Removing the Stain of Wounded Knee

This story first appeared on Rural America In These Times in 2019. For more on topics like this, please see my book, American Apartheid: The Native American Struggle....

Bodies frozen in the snow, a baby with five bullet wounds, small children shot at such close range their clothes and bodies were singed with gunpowder. Lieutenant General Nelson Miles was shocked by what he found at Wounded Knee. He arrived from his headquarters in Rapid City, S.D., several days after the carnage, which occurred December 29, 1890. A battle-hardened Civil War veteran, he was appalled by what he called in a letter to his wife, “the most abominable criminal military blunder and a horrible massacre of women and children.”

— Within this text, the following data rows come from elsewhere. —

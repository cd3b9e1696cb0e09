//! Lattice triangles: points, side lengths, area and shape.
//!
//! Purpose
//! - Classify a triangle with integer vertices as equilateral, isosceles,
//!   right or generic, using Manhattan side lengths throughout.
//! - Report its area via the shoelace formula.
//!
//! Model
//! - `Point` and `Triangle` are plain `Copy` values; nothing is validated at
//!   construction. Degenerate input is detected where it matters: `classify`
//!   rejects zero-length sides, `area` simply returns 0.
//! - All intermediate arithmetic is widened (`i64` for differences, `i128`/`u128`
//!   for products) so no `i32` input can overflow.
//!
//! Code cross-refs: `Point`, `Triangle`, `SideLengths`, `Shape`, `Classifier`

mod classify;
mod metrics;
pub mod rand;
mod types;

pub use classify::{classify, Classifier, ClassifyError, Shape, UnknownShape};
pub use metrics::{area, double_area, manhattan_distance, SideLengths};
pub use types::{Point, Triangle};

Over Miles’s objections, 20 Congressional Medals of Honor were soon awarded to the U.S. Army soldiers involved. When more medals were suggested later in 1891, Miles called them “an insult to the memory of the dead.” 

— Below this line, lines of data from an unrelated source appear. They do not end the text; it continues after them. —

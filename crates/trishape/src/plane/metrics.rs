//! Taxicab distances and shoelace area.

use super::types::{Point, Triangle};

/// Taxicab (L1) distance `|Δx| + |Δy|`.
#[inline]
pub fn manhattan_distance(p: Point, q: Point) -> u64 {
    let d = p.coords() - q.coords();
    d.x.unsigned_abs() + d.y.unsigned_abs()
}

/// Twice the area, exact: `|(ax-cx)(by-ay) - (ax-bx)(cy-ay)|`.
pub fn double_area(t: &Triangle) -> u128 {
    let ac = t.a.coords() - t.c.coords();
    let ab = t.a.coords() - t.b.coords();
    let ba = t.b.coords() - t.a.coords();
    let ca = t.c.coords() - t.a.coords();
    let det = i128::from(ac.x) * i128::from(ba.y) - i128::from(ab.x) * i128::from(ca.y);
    det.unsigned_abs()
}

/// Shoelace area. Collinear or coincident vertices give exactly 0.0.
#[inline]
pub fn area(t: &Triangle) -> f64 {
    double_area(t) as f64 * 0.5
}

/// Manhattan side lengths: `a = |AB|`, `b = |AC|`, `c = |BC|`.
///
/// `a` and `b` both touch vertex A; `c` is the side opposite A.
#[derive(Clone, Copy, Debug, PartialEq, Eq, Hash)]
pub struct SideLengths {
    pub a: u64,
    pub b: u64,
    pub c: u64,
}

impl SideLengths {
    pub fn of(t: &Triangle) -> Self {
        Self {
            a: manhattan_distance(t.a, t.b),
            b: manhattan_distance(t.a, t.c),
            c: manhattan_distance(t.b, t.c),
        }
    }

    #[inline]
    pub fn has_zero(&self) -> bool {
        self.a == 0 || self.b == 0 || self.c == 0
    }

    /// The side strictly longer than both others, with the remaining two.
    /// `None` when two sides tie for the maximum.
    pub fn strict_longest(&self) -> Option<(u64, u64, u64)> {
        let SideLengths { a, b, c } = *self;
        if c > a && c > b {
            Some((c, a, b))
        } else if a > c && a > b {
            Some((a, b, c))
        } else if b > c && b > a {
            Some((b, a, c))
        } else {
            None
        }
    }
}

Reps Cook, Haaland and Heck, standing l to r, with Marcella LeBeau. 
Three U.S. Representatives are co-sponsoring a bipartisan bill, Remove the Stain Act, which seeks to rescind the Wounded Knee awards. Speaking at a June 25 Washington, D.C., press conference were two-time Purple Heart winner and retired Marine colonel Paul Cook (R-Calif.), Deb Haaland (D-N.M.), and Denny Heck (D-Wash.). Haaland and Cook are members of the House Armed Services Committee, to which the bill was submitted that day for initial consideration.

The bill, H.R. 3467, needs to get through the committee and pass both the House and the Senate in order to be sent to the President’s desk for his signature. According to OJ Semans, the Rosebud Sioux director of the voting-rights group Four Directions, efforts are now underway to increase the number of House co-sponsors and to craft a companion Senate bill.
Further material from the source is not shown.